Want more: seemingly there is a “Serach Cemetery” over in Iran where Persian Jews call the Jewish cemetery of Isfahan, Iran, “Serach’s Cemetery.” One of its graves is considered to be Serach’s. Why a person who never died and went directly to heaven needed a grave ver veyst? The bottom line: just because a few medroshim are mutually exclusive does not mean they are all false. Which version –if any- is emes? Ver veyst?

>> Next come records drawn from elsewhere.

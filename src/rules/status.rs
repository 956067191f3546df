// Copyright 2025 RustFS Team
//
// Licensed under the Apache License, Version 2.0 (the "License");
// you may not use this file except in compliance with the License.
// You may obtain a copy of the License at
//
//     http://www.apache.org/licenses/LICENSE-2.0
//
// Unless required by applicable law or agreed to in writing, software
// distributed under the License is distributed on an "AS IS" BASIS,
// WITHOUT WARRANTIES OR CONDITIONS OF ANY KIND, either express or implied.
// See the License for the specific language governing permissions and
// limitations under the License.


//! Merges rule definitions from resources with the live state reported by
//! the rule engines.

use crate::client;
use crate::rules::cache::{ResourceRuleCollection, ResourceRuleItem};
use crate::rules::file::RuleFileNaming;
use crate::rules::fingerprint::gen_endpoint_rule_id;
use crate::types::v2alpha1::rule::{
    Alert, AlertingRule, GettableAlertingRule, RuleHealth, RuleLevel, RuleState,
};
use std::collections::{BTreeMap, HashMap, HashSet};

/// Indexed resources of one namespace plus how their rules are presented.
pub struct RuleChunk<'a> {
    pub namespace: &'a str,
    pub level: RuleLevel,
    /// Custom rules are unique by name, builtin rules by id.
    pub custom: bool,
    pub resources: &'a BTreeMap<String, ResourceRuleCollection>,
}

/// Statuses of every rule in `chunk`.
pub fn get_alerting_rules_status(
    chunk: &RuleChunk<'_>,
    live_groups: &[client::RuleGroup],
    external_labels: &BTreeMap<String, String>,
    naming: &dyn RuleFileNaming,
) -> Vec<GettableAlertingRule> {
    let live = index_live_rules(chunk, live_groups, external_labels, naming);

    let mut rules: Vec<GettableAlertingRule> = Vec::new();
    let mut positions: HashMap<String, usize> = HashMap::new();
    for collection in chunk.resources.values() {
        for item in collection.id_rules.values() {
            let status = merge_rule_status(item, pick_live(&live, item), chunk.level);
            let key = if chunk.custom {
                status.rule.name.clone()
            } else {
                status.rule.id.clone()
            };
            match positions.get(&key) {
                // the smallest id wins among same-named custom rules
                Some(&i) if chunk.custom && status.rule.id < rules[i].rule.id => rules[i] = status,
                Some(_) => {}
                None => {
                    positions.insert(key, rules.len());
                    rules.push(status);
                }
            }
        }
    }
    rules
}

/// Status of one rule from `chunk`.
pub fn get_alerting_rule_status(
    chunk: &RuleChunk<'_>,
    item: &ResourceRuleItem,
    live_groups: &[client::RuleGroup],
    external_labels: &BTreeMap<String, String>,
    naming: &dyn RuleFileNaming,
) -> GettableAlertingRule {
    let live = index_live_rules(chunk, live_groups, external_labels, naming);
    merge_rule_status(item, pick_live(&live, item), chunk.level)
}

/// Rules straight from the engine, for when no resources back them.
///
/// `filter` sees the group name, the computed id and the live rule.
/// Rules are unique by id.
pub fn parse_alerting_rules<F>(
    live_groups: &[client::RuleGroup],
    external_labels: &BTreeMap<String, String>,
    level: RuleLevel,
    filter: F,
) -> Vec<GettableAlertingRule>
where
    F: Fn(&str, &str, &client::AlertingRule) -> bool,
{
    let mut seen = HashSet::new();
    let mut rules = Vec::new();
    for group in live_groups {
        for live in group.rules.iter().filter(|r| r.is_alerting()) {
            let id = gen_endpoint_rule_id(&group.name, live, external_labels);
            if !filter(&group.name, &id, live) || !seen.insert(id.clone()) {
                continue;
            }
            let definition = AlertingRule {
                id,
                name: live.name.clone(),
                query: live.query.clone(),
                duration: crate::rules::duration::format(crate::rules::duration::from_seconds(
                    live.duration,
                )),
                labels: live.labels.clone(),
                annotations: live.annotations.clone(),
            };
            rules.push(with_live_state(definition, Some(live), level));
        }
    }
    rules
}

type LiveIndex<'a> = HashMap<(String, String), Vec<&'a client::AlertingRule>>;

// Live rules keyed by (resource name, rule id). A group is attributed to a
// resource only when its file was generated from that resource and the
// resource declares a group of that name.
fn index_live_rules<'a>(
    chunk: &RuleChunk<'_>,
    live_groups: &'a [client::RuleGroup],
    external_labels: &BTreeMap<String, String>,
    naming: &dyn RuleFileNaming,
) -> LiveIndex<'a> {
    let mut index: LiveIndex<'a> = HashMap::new();
    for group in live_groups {
        let Some(resource_name) = chunk.resources.iter().find_map(|(name, collection)| {
            (collection.group_set.contains(&group.name)
                && naming.is_resource_file(
                    &group.file,
                    chunk.namespace,
                    name,
                    collection.uid.as_deref(),
                ))
            .then_some(name)
        }) else {
            continue;
        };
        for live in group.rules.iter().filter(|r| r.is_alerting()) {
            let id = gen_endpoint_rule_id(&group.name, live, external_labels);
            index
                .entry((resource_name.clone(), id))
                .or_default()
                .push(live);
        }
    }
    index
}

fn pick_live<'a>(index: &LiveIndex<'a>, item: &ResourceRuleItem) -> Option<&'a client::AlertingRule> {
    let candidates = index.get(&(item.resource_name.clone(), item.id.clone()))?;
    candidates
        .iter()
        .find(|live| live.name == item.rule.alert_name())
        .or_else(|| candidates.first())
        .copied()
}

fn merge_rule_status(
    item: &ResourceRuleItem,
    live: Option<&client::AlertingRule>,
    level: RuleLevel,
) -> GettableAlertingRule {
    let definition = AlertingRule {
        id: item.id.clone(),
        name: item.rule.alert_name().to_string(),
        query: item.rule.expr_string(),
        duration: item.rule.duration().to_string(),
        labels: item.rule.labels.clone(),
        annotations: item.rule.annotations.clone(),
    };
    with_live_state(definition, live, level)
}

fn with_live_state(
    definition: AlertingRule,
    live: Option<&client::AlertingRule>,
    level: RuleLevel,
) -> GettableAlertingRule {
    let mut status = GettableAlertingRule {
        level: Some(level),
        ..Default::default()
    };
    if let Some(live) = live {
        status.alerts = live
            .alerts
            .iter()
            .map(|alert| Alert {
                active_at: alert.active_at.filter(|t| t.timestamp() > 0),
                annotations: alert.annotations.clone(),
                labels: alert.labels.clone(),
                state: alert.state.parse().unwrap_or_default(),
                value: alert.value.clone(),
                rule_id: definition.id.clone(),
                rule_name: definition.name.clone(),
            })
            .collect();
        // an engine that omits the rule state gets the most severe alert's
        status.state = live
            .state
            .parse()
            .ok()
            .unwrap_or_else(|| status.alerts.iter().map(|a| a.state).max().unwrap_or_default());
        status.health = live.health.parse().unwrap_or(RuleHealth::Unknown);
        status.last_error = live.last_error.clone();
        status.evaluation_duration_seconds = live.evaluation_time;
        status.last_evaluation = live.last_evaluation.filter(|t| t.timestamp() > 0);
    }
    status.rule = definition;
    status
}

#[cfg(test)]
#[allow(clippy::unwrap_used, clippy::expect_used)]
mod tests {
    use super::*;
    use crate::rules::cache::RuleCache;
    use crate::rules::file::OperatorRuleFileNaming;
    use crate::rules::fingerprint::gen_resource_rule_id;
    use crate::rules::ruler::ThanosRuler;
    use crate::rules::selector::Selector;
    use crate::tests::{
        MemoryStore, THANOS_RULE_RESOURCE_LABELS, alert_rule, rule_group, rule_resource,
        thanos_ruler_resource,
    };
    use std::sync::Arc;

    async fn indexed(
        resources: Vec<crate::types::v1::prometheus_rule::PrometheusRule>,
    ) -> BTreeMap<String, ResourceRuleCollection> {
        let cache = RuleCache::new();
        for resource in &resources {
            cache.apply(resource).await;
        }
        let ruler = ThanosRuler::new(
            thanos_ruler_resource(),
            Arc::new(MemoryStore::new()),
            Default::default(),
            Default::default(),
        );
        cache
            .list_rules(&ruler, "test", &Selector::everything())
            .await
            .unwrap()
    }

    fn live_rule(name: &str, query: &str, state: &str, alerts: &[&str]) -> client::AlertingRule {
        client::AlertingRule {
            state: state.to_string(),
            name: name.to_string(),
            query: query.to_string(),
            health: "ok".to_string(),
            alerts: alerts
                .iter()
                .map(|s| client::Alert {
                    state: s.to_string(),
                    labels: [("alertname".to_string(), name.to_string())].into(),
                    ..Default::default()
                })
                .collect(),
            type_: "alerting".to_string(),
            ..Default::default()
        }
    }

    fn live_group(resource: &str, rules: Vec<client::AlertingRule>) -> client::RuleGroup {
        client::RuleGroup {
            name: "g".to_string(),
            file: format!("/etc/thanos/rules/rulefiles-0/test-{resource}.yaml"),
            rules,
        }
    }

    #[tokio::test]
    async fn test_merge_with_live_state() {
        let resources = indexed(vec![rule_resource(
            "test",
            "r1",
            &THANOS_RULE_RESOURCE_LABELS,
            vec![rule_group(
                "g",
                vec![alert_rule("a", "up == 0"), alert_rule("b", "up == 1")],
            )],
        )])
        .await;
        let chunk = RuleChunk {
            namespace: "test",
            level: RuleLevel::Namespace,
            custom: true,
            resources: &resources,
        };
        let live = vec![live_group(
            "r1",
            vec![live_rule("a", "up == 0", "FIRING", &["firing", "pending"])],
        )];

        let rules =
            get_alerting_rules_status(&chunk, &live, &BTreeMap::new(), &OperatorRuleFileNaming);
        assert_eq!(rules.len(), 2);

        let a = rules.iter().find(|r| r.rule.name == "a").unwrap();
        assert_eq!(a.state, RuleState::Firing);
        assert_eq!(a.health, RuleHealth::Ok);
        assert_eq!(a.alerts.len(), 2);
        assert_eq!(a.alerts[0].rule_id, a.rule.id);
        assert_eq!(a.alerts[1].state, RuleState::Pending);
        assert_eq!(a.level, Some(RuleLevel::Namespace));

        let b = rules.iter().find(|r| r.rule.name == "b").unwrap();
        assert_eq!(b.state, RuleState::Inactive);
        assert_eq!(b.health, RuleHealth::Unknown);
        assert!(b.alerts.is_empty());
    }

    #[tokio::test]
    async fn test_state_falls_back_to_alerts() {
        let resources = indexed(vec![rule_resource(
            "test",
            "r1",
            &THANOS_RULE_RESOURCE_LABELS,
            vec![rule_group("g", vec![alert_rule("a", "up == 0")])],
        )])
        .await;
        let chunk = RuleChunk {
            namespace: "test",
            level: RuleLevel::Namespace,
            custom: true,
            resources: &resources,
        };
        let item = resources["r1"].name_rules["a"][0].clone();
        let live = vec![live_group(
            "r1",
            vec![live_rule("a", "up == 0", "", &["pending", "firing"])],
        )];

        let status = get_alerting_rule_status(
            &chunk,
            &item,
            &live,
            &BTreeMap::new(),
            &OperatorRuleFileNaming,
        );
        assert_eq!(status.state, RuleState::Firing);
    }

    #[tokio::test]
    async fn test_live_rules_from_other_files_are_ignored() {
        let resources = indexed(vec![rule_resource(
            "test",
            "r1",
            &THANOS_RULE_RESOURCE_LABELS,
            vec![rule_group("g", vec![alert_rule("a", "up == 0")])],
        )])
        .await;
        let chunk = RuleChunk {
            namespace: "test",
            level: RuleLevel::Namespace,
            custom: true,
            resources: &resources,
        };
        let live = vec![live_group(
            "r2",
            vec![live_rule("a", "up == 0", "firing", &["firing"])],
        )];

        let rules =
            get_alerting_rules_status(&chunk, &live, &BTreeMap::new(), &OperatorRuleFileNaming);
        assert_eq!(rules[0].state, RuleState::Inactive);
    }

    #[tokio::test]
    async fn test_custom_rules_dedup_by_name() {
        let resources = indexed(vec![
            rule_resource(
                "test",
                "r1",
                &THANOS_RULE_RESOURCE_LABELS,
                vec![rule_group("g", vec![alert_rule("a", "up == 0")])],
            ),
            rule_resource(
                "test",
                "r2",
                &THANOS_RULE_RESOURCE_LABELS,
                vec![rule_group("g", vec![alert_rule("a", "up == 1")])],
            ),
        ])
        .await;

        let custom = RuleChunk {
            namespace: "test",
            level: RuleLevel::Namespace,
            custom: true,
            resources: &resources,
        };
        let rules = get_alerting_rules_status(&custom, &[], &BTreeMap::new(), &OperatorRuleFileNaming);
        assert_eq!(rules.len(), 1);
        let smallest = [
            gen_resource_rule_id("g", &alert_rule("a", "up == 0")),
            gen_resource_rule_id("g", &alert_rule("a", "up == 1")),
        ]
        .into_iter()
        .min()
        .unwrap();
        assert_eq!(rules[0].rule.id, smallest);

        let builtin = RuleChunk {
            custom: false,
            level: RuleLevel::Cluster,
            ..custom
        };
        let rules = get_alerting_rules_status(&builtin, &[], &BTreeMap::new(), &OperatorRuleFileNaming);
        assert_eq!(rules.len(), 2);
    }

    #[test]
    fn test_parse_alerting_rules_filters_and_dedups() {
        let live = vec![
            client::RuleGroup {
                name: "node".to_string(),
                file: "/rules/a.yaml".to_string(),
                rules: vec![
                    live_rule("NodeDown", "up == 0", "firing", &["firing"]),
                    live_rule("NodeDown", "up == 0", "firing", &["firing"]),
                    client::AlertingRule {
                        type_: "recording".to_string(),
                        ..live_rule("node:up", "up", "", &[])
                    },
                ],
            },
            client::RuleGroup {
                name: "disk".to_string(),
                file: "/rules/b.yaml".to_string(),
                rules: vec![live_rule("DiskFull", "disk > 0.9", "inactive", &[])],
            },
        ];

        let all = parse_alerting_rules(&live, &BTreeMap::new(), RuleLevel::Cluster, |_, _, _| true);
        assert_eq!(all.len(), 2);
        assert_eq!(all[0].state, RuleState::Firing);
        assert_eq!(all[0].rule.duration, "0s");

        let id = all[1].rule.id.clone();
        let one = parse_alerting_rules(&live, &BTreeMap::new(), RuleLevel::Cluster, |_, rid, _| {
            rid == id
        });
        assert_eq!(one.len(), 1);
        assert_eq!(one[0].rule.name, "DiskFull");
    }
}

Some say Serach was not Asher’s daughter but only his stepdaughter (his wife’s daughter). What? And some say that Serach was Asher’s granddaughter—i.e., Asher’s son married, and fathered Serach; that son died, and Asher married his son’s wife. All of his other sons were from this wife. Ober doesn’t the heylige Toirah tell us that Serach was the daughter of Asher? It does ober check out the Ramban’s version of Onkelos’s explanation, which he discusses in his commentary on Bamidbar 26:46 where you will these other theories on who Serach was. One medrish (Sefer ha-Yashar, Va-Yeshev, chap. 14) tells us that Serach was the daughter of Malchiel son of Elam and Hadorah, the granddaughter of Eber, and was adopted by Asher after the death of her father and her mother’s marriage to Asher. Serach was raised in Asher’s home as his daughter, but since she was adopted, she was not listed among Yaakov’s seventy descendants. One exegetical tradition tells us that Serach never died but was one of the people who entered the Gan Eden (Garden of Eden) while still alive where she would eventually meet up with people including Enoch, Eliyohu, Paroy’s daughter Bitsya, Koirach’s three sons, Rochov son and a few other son the VIP list.
The bottom lines: because the heylige Toirah gives no voice to Serach, the medroshim (traditions) of Serach’s extreme longevity apparently were very creative and have their basis in the fact that she is mentioned both in the count of those who went to Egypt and in the list of those who entered the Promised Land. This further evolved into the tradition that Serach lived for hundreds of years, was in the presence of both Yoisef and Moishe, and that her lifetime extended to the period of King David. And if that wasn’t a full life, later medroshim claim that she never died at all, but entered the Garden of Eden while still alive. And that Raboyseyee, is why you needn’t spend money on trashy novels; the medrish has it all.
Have an easy fast and a gittin Shabbis!